Proposed acquisition of the entire issued share capital of E-consultancy.com Limited
1 Introduction and summary
The Board of Centaur Media plc ("Centaur" or the "Company") today announces that Centaur Communications Limited ("CCL"), a wholly owned subsidiary of Centaur, has conditionally agreed to purchase the entire issued share capital of E-consultancy.com Limited ("Econsultancy"). The consideration for the Proposed Acquisition, on a debt-free, cash-free basis, will comprise an initial payment of £12 million payable in cash on Completion and a deferred payment of up to £38 million calculated by reference to EBITDA earned by Econsultancy in the 12 months ending 31 December 2015 and payable in March 2016. Further details on the principal terms of the Proposed Acquisition are included in paragraph 5 of this announcement.

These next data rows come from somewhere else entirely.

// データセット集計 - 永続化済みの結果からテクニック別件数を作る

use crate::core::{ChartRenderer, DatasetHistogram, ExperimentError, ExperimentResult, ResultTable, TableRow};
use crate::storage::ObjectStore;
use std::path::{Path, PathBuf};
use std::sync::Arc;
use tracing::{info, warn};
use uuid::Uuid;

/// 結果行からヒストグラムを作る（実験IDは大文字小文字を区別しない）
pub fn build_histogram(rows: &[TableRow], experiment_id: &str) -> DatasetHistogram {
    let wanted = experiment_id.to_lowercase();
    let mut histogram = DatasetHistogram::new(experiment_id);
    for row in rows
        .iter()
        .filter(|row| row.get_str("ExperimentId").map(str::to_lowercase).as_deref() == Some(wanted.as_str()))
    {
        histogram.record(row.get_str("Technique"));
    }
    histogram
}

pub struct ResultAggregator<T, S, C>
where
    T: ResultTable,
    S: ObjectStore,
    C: ChartRenderer,
{
    table: Arc<T>,
    store: Arc<S>,
    charts: Arc<C>,
    result_table: String,
    result_container: String,
    work_dir: PathBuf,
}

impl<T, S, C> ResultAggregator<T, S, C>
where
    T: ResultTable,
    S: ObjectStore,
    C: ChartRenderer,
{
    pub fn new(
        table: Arc<T>,
        store: Arc<S>,
        charts: Arc<C>,
        result_table: impl Into<String>,
        result_container: impl Into<String>,
        work_dir: impl Into<PathBuf>,
    ) -> Self {
        Self {
            table,
            store,
            charts,
            result_table: result_table.into(),
            result_container: result_container.into(),
            work_dir: work_dir.into(),
        }
    }

    /// 全件を読み直して集計し、グラフを公開する
    pub async fn aggregate(&self, experiment_id: &str) -> ExperimentResult<DatasetHistogram> {
        let rows = self
            .table
            .query_all(&self.result_table)
            .await
            .map_err(|e| ExperimentError::transport("query_all", e))?;
        let histogram = build_histogram(&rows, experiment_id);

        info!(
            experiment_id = %experiment_id,
            total = histogram.total,
            not_processed = histogram.not_processed(),
            success_rate = histogram.success_rate(),
            best_technique = histogram.best_technique().unwrap_or("-"),
            "Dataset aggregated"
        );

        if let Some(name) = self.publish_chart(&histogram).await {
            info!(experiment_id = %experiment_id, object = %name, "Dataset chart uploaded");
        }
        Ok(histogram)
    }

    /// グラフを描画してアップロードし、ローカルファイルを消す（失敗はログのみ）
    async fn publish_chart(&self, histogram: &DatasetHistogram) -> Option<String> {
        let path = match self.charts.render_dataset_histogram(histogram, &self.work_dir) {
            Ok(path) => path,
            Err(e) => {
                warn!(experiment_id = %histogram.experiment_id, error = %e, "Failed to render dataset chart");
                return None;
            }
        };

        let file_name = path
            .file_name()
            .map(|n| n.to_string_lossy().into_owned())
            .unwrap_or_else(|| "chart".to_string());
        let name = format!("{}-{}-{}", histogram.experiment_id, Uuid::new_v4(), file_name);

        let uploaded = match self.store.upload(&self.result_container, &name, &path, true).await {
            Ok(()) => Some(name),
            Err(e) => {
                warn!(experiment_id = %histogram.experiment_id, error = %e, "Failed to upload dataset chart");
                None
            }
        };
        remove_local(&path).await;
        uploaded
    }
}

async fn remove_local(path: &Path) {
    if let Err(e) = tokio::fs::remove_file(path).await {
        warn!(path = %path.display(), error = %e, "Failed to remove local chart");
    }
}

#[cfg(test)]
mod tests {
    use super::*;
    use crate::core::traits::MockChartRenderer;
    use crate::core::NOT_PROCESSED;
    use crate::services::charts::JsonChartRenderer;
    use crate::services::persistence::MemoryResultTable;
    use crate::storage::MockObjectStore;
    use std::collections::BTreeMap;
    use tempfile::tempdir;

    fn row(row_key: &str, experiment_id: &str, technique: Option<&str>) -> TableRow {
        let mut fields = BTreeMap::new();
        fields.insert("ExperimentId".to_string(), experiment_id.into());
        if let Some(technique) = technique {
            fields.insert("Technique".to_string(), technique.into());
        }
        TableRow {
            partition_key: "lab".to_string(),
            row_key: row_key.to_string(),
            fields,
        }
    }

    #[test]
    fn test_build_histogram_matches_experiment_case_insensitively() {
        let rows = vec![
            row("1", "E1", Some("canny")),
            row("2", "e1", Some("canny")),
            row("3", "E1", Some("  ")),
            row("4", "E1", None),
            row("5", "E2", Some("mirror")),
        ];
        let histogram = build_histogram(&rows, "E1");

        assert_eq!(histogram.total, 4);
        assert_eq!(histogram.counts["canny"], 2);
        assert_eq!(histogram.counts[NOT_PROCESSED], 2);
        assert!(!histogram.counts.contains_key("mirror"));
        assert_eq!(histogram.counts.values().sum::<usize>(), histogram.total);
        assert!((histogram.success_rate() - 0.5).abs() < 1e-9);
    }

    #[test]
    fn test_build_histogram_without_rows() {
        let histogram = build_histogram(&[], "E1");
        assert_eq!(histogram.total, 0);
        assert_eq!(histogram.counts[NOT_PROCESSED], 0);
        assert_eq!(histogram.success_rate(), 0.0);
    }

    #[tokio::test]
    async fn test_aggregate_uploads_chart_and_removes_local_file() {
        let temp_dir = tempdir().unwrap();
        let table = MemoryResultTable::new();
        table.upsert_row("results", &row("1", "E1", Some("grayscale"))).await.unwrap();

        let mut store = MockObjectStore::new();
        store
            .expect_upload()
            .withf(|container, name, _, overwrite| {
                container == "charts" && name.starts_with("E1-") && name.ends_with("-histogram-E1.json") && *overwrite
            })
            .times(1)
            .returning(|_, _, _, _| Ok(()));

        let aggregator = ResultAggregator::new(
            Arc::new(table),
            Arc::new(store),
            Arc::new(JsonChartRenderer::new()),
            "results",
            "charts",
            temp_dir.path(),
        );
        let histogram = aggregator.aggregate("E1").await.unwrap();

        assert_eq!(histogram.total, 1);
        assert_eq!(histogram.best_technique(), Some("grayscale"));
        assert!(!temp_dir.path().join("histogram-E1.json").exists());
    }

    #[tokio::test]
    async fn test_chart_failure_still_returns_histogram() {
        let temp_dir = tempdir().unwrap();
        let mut charts = MockChartRenderer::new();
        charts
            .expect_render_dataset_histogram()
            .returning(|_, _| Err(anyhow::anyhow!("renderer unavailable")));
        let mut store = MockObjectStore::new();
        store.expect_upload().times(0);

        let aggregator = ResultAggregator::new(
            Arc::new(MemoryResultTable::new()),
            Arc::new(store),
            Arc::new(charts),
            "results",
            "charts",
            temp_dir.path(),
        );
        let histogram = aggregator.aggregate("E1").await.unwrap();
        assert_eq!(histogram.total, 0);
    }

    #[tokio::test]
    async fn test_query_failure_is_transport_error() {
        let temp_dir = tempdir().unwrap();
        let mut table = crate::core::traits::MockResultTable::new();
        table
            .expect_query_all()
            .returning(|_| Err(anyhow::anyhow!("table offline")));

        let aggregator = ResultAggregator::new(
            Arc::new(table),
            Arc::new(MockObjectStore::new()),
            Arc::new(MockChartRenderer::new()),
            "results",
            "charts",
            temp_dir.path(),
        );
        let err = aggregator.aggregate("E1").await.unwrap_err();
        assert!(matches!(err, ExperimentError::TransientTransport { .. }));
    }
}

Due to its size, the Proposed Acquisition constitutes a class 1 transaction for the Company under the Listing Rules and therefore is conditional on Shareholder approval at a General Meeting. The General Meeting is expected to be held at the Company's offices at Wells Point, 79 Wells Street, London W1T 3QN at 10.00 a.m. on 9 July 2012.
This announcement provides further information including the background to, and reasons for, the Proposed Acquisition, and explains why the Board of Centaur (the "Board" or the "Directors") believes it to be in the best interests of the Company and Shareholders as a whole and accordingly why the Board unanimously recommends that Shareholders should vote in favour of the Resolution to be proposed at the General Meeting, as each member of the Board intends to do in respect of his or her own beneficial holding of Ordinary Shares.
Further information on the Proposed Acquisition and the notice convening the General Meeting will be included in a circular that is expected to be posted to Shareholders shortly.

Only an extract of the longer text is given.